## Assignment
The number of lines below holding the string "refused" is the only answer wanted.

Stored dataset items
/---

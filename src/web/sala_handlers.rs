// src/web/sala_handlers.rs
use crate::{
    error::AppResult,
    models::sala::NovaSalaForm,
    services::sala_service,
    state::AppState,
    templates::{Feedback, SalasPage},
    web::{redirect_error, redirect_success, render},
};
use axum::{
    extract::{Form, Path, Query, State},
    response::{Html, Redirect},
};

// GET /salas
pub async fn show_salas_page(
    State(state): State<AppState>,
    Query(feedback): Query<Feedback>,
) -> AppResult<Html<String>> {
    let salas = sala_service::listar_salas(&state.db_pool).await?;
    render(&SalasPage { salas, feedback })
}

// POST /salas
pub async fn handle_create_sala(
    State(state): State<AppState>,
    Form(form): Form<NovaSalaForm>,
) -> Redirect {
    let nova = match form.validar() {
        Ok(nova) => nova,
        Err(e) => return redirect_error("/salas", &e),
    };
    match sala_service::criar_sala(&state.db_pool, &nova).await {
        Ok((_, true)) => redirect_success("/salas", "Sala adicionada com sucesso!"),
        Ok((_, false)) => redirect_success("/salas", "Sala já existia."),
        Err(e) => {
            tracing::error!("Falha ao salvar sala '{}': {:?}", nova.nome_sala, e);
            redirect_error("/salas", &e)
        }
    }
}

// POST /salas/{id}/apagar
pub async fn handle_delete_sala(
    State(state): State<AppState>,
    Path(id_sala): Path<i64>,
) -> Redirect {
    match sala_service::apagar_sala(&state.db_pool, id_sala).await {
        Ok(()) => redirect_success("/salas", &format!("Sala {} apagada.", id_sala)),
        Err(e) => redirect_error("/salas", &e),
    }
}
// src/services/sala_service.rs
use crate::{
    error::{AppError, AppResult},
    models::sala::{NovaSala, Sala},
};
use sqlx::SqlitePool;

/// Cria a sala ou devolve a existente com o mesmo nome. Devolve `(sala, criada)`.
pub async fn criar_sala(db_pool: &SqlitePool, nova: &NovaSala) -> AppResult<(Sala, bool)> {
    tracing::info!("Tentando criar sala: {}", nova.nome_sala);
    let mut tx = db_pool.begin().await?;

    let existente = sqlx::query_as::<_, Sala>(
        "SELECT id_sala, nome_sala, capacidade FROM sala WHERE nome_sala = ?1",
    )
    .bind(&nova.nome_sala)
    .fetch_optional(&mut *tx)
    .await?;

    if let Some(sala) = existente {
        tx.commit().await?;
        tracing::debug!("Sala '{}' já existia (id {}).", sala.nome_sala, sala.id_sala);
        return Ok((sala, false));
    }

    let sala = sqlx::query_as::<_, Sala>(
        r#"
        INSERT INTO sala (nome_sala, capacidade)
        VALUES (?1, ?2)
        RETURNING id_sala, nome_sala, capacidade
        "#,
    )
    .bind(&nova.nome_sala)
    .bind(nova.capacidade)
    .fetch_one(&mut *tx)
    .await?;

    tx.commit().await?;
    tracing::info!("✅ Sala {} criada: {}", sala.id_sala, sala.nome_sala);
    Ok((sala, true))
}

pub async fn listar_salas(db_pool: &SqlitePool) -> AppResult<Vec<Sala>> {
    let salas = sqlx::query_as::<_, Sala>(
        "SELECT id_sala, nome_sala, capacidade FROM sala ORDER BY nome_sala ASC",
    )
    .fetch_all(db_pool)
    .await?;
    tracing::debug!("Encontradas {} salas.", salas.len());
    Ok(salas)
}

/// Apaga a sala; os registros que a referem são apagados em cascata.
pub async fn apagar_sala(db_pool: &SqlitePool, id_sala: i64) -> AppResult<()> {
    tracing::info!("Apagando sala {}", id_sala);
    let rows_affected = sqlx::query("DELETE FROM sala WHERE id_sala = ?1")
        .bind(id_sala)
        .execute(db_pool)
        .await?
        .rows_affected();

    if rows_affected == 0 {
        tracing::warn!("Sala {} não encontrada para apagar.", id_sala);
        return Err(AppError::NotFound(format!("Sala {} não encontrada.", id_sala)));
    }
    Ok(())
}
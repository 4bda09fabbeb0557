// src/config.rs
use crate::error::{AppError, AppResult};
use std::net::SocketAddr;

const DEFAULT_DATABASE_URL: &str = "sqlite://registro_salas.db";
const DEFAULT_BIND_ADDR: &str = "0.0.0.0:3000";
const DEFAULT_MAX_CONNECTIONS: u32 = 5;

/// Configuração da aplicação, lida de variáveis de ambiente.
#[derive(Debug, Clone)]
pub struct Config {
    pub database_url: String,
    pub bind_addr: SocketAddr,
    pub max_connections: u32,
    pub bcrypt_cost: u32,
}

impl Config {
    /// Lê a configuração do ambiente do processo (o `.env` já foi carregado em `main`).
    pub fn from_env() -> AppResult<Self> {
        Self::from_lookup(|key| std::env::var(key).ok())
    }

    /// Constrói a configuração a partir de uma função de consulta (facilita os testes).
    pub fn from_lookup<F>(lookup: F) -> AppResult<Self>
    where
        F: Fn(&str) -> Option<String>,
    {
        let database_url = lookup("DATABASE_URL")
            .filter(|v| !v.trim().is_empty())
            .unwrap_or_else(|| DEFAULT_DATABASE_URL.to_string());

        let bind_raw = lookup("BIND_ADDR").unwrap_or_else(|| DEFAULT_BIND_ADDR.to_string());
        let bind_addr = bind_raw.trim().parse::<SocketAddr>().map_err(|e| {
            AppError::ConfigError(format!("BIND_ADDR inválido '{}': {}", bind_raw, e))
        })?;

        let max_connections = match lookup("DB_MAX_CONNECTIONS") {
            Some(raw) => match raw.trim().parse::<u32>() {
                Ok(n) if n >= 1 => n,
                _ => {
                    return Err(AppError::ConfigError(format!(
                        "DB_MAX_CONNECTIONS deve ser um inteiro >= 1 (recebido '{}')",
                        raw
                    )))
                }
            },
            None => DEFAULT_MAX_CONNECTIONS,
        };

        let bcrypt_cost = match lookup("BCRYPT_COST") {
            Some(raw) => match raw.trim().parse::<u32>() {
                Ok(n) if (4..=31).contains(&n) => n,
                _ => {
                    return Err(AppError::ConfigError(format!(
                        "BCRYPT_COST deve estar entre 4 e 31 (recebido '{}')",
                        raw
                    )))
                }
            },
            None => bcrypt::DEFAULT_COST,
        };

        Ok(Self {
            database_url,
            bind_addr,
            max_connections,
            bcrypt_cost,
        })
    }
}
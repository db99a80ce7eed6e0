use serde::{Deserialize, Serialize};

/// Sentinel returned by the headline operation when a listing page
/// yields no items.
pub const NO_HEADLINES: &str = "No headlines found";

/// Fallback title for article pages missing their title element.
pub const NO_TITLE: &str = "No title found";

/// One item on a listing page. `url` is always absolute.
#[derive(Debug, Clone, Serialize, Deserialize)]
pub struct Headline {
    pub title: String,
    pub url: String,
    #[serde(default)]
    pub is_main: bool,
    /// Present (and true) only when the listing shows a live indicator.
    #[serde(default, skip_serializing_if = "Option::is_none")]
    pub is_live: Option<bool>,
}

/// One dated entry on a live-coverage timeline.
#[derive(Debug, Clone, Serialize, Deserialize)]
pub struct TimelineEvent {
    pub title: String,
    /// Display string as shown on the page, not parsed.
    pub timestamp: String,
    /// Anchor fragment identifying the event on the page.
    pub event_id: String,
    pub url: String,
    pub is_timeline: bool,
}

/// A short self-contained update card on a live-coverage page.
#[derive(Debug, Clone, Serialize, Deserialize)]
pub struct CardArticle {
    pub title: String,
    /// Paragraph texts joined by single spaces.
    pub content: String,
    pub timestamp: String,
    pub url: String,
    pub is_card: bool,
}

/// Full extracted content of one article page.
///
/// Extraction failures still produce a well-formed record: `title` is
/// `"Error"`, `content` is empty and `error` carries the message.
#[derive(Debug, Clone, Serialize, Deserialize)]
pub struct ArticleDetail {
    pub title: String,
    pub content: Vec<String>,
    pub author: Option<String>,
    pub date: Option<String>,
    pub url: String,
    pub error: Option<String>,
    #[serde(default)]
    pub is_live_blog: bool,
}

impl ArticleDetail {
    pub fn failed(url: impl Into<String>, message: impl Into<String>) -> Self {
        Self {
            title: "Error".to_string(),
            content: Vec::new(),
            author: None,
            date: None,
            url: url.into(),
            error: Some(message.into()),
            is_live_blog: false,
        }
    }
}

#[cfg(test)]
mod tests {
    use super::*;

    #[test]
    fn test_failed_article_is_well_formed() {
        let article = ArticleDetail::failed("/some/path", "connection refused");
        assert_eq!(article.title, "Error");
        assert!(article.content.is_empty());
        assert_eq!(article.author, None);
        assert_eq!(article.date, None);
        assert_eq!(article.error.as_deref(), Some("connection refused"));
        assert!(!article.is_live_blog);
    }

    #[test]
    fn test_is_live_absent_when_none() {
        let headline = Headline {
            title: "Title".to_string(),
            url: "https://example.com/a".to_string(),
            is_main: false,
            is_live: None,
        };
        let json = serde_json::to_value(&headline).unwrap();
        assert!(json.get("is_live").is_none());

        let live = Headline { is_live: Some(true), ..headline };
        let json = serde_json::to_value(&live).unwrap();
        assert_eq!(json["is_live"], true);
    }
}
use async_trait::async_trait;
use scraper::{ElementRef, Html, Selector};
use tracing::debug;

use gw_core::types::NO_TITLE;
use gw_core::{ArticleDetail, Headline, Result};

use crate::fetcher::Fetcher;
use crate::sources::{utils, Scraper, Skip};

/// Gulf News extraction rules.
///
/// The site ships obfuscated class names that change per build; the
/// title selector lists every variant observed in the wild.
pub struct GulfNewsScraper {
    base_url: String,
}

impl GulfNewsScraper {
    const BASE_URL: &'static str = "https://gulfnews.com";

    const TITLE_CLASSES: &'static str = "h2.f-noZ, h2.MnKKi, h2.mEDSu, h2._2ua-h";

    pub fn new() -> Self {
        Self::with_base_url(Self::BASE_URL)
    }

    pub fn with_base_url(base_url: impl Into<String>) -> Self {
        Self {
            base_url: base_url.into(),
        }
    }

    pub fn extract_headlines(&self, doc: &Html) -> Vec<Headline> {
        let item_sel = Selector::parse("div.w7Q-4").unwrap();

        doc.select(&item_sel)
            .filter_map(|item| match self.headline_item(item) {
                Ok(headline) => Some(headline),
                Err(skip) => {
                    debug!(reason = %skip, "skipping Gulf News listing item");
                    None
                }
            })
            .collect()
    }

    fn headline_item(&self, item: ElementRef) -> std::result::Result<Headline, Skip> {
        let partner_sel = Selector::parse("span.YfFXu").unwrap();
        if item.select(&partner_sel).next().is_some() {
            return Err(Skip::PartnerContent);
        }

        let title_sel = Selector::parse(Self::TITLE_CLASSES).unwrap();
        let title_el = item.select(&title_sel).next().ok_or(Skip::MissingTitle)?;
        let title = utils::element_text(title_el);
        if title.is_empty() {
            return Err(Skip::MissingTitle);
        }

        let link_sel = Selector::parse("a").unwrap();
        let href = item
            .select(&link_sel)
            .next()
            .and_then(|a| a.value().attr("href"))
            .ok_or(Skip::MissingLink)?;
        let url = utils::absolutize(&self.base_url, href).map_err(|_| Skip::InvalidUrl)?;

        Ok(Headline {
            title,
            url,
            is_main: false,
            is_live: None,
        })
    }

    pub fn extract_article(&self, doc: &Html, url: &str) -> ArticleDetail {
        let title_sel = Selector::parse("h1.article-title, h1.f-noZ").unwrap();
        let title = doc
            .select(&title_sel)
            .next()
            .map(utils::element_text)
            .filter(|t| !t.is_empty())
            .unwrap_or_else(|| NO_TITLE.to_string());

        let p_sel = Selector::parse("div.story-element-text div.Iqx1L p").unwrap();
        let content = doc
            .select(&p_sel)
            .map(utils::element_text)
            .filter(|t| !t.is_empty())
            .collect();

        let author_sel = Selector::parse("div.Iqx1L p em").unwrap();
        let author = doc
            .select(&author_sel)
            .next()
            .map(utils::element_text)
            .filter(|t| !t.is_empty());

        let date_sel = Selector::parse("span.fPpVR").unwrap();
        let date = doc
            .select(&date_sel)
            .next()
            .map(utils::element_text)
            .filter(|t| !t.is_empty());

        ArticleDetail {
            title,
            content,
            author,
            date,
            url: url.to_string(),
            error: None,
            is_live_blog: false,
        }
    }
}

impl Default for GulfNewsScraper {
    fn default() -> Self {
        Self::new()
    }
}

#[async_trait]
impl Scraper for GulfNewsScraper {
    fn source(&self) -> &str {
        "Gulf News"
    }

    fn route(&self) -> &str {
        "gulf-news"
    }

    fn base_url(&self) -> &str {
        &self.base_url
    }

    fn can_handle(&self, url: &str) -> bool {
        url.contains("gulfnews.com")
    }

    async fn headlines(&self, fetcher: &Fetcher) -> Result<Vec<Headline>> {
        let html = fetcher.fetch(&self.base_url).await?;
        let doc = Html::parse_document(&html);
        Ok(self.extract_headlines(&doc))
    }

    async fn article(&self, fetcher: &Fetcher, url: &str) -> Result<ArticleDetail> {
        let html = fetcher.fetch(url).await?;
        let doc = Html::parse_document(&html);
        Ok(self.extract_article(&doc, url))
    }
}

\---

## Answer to the problem
2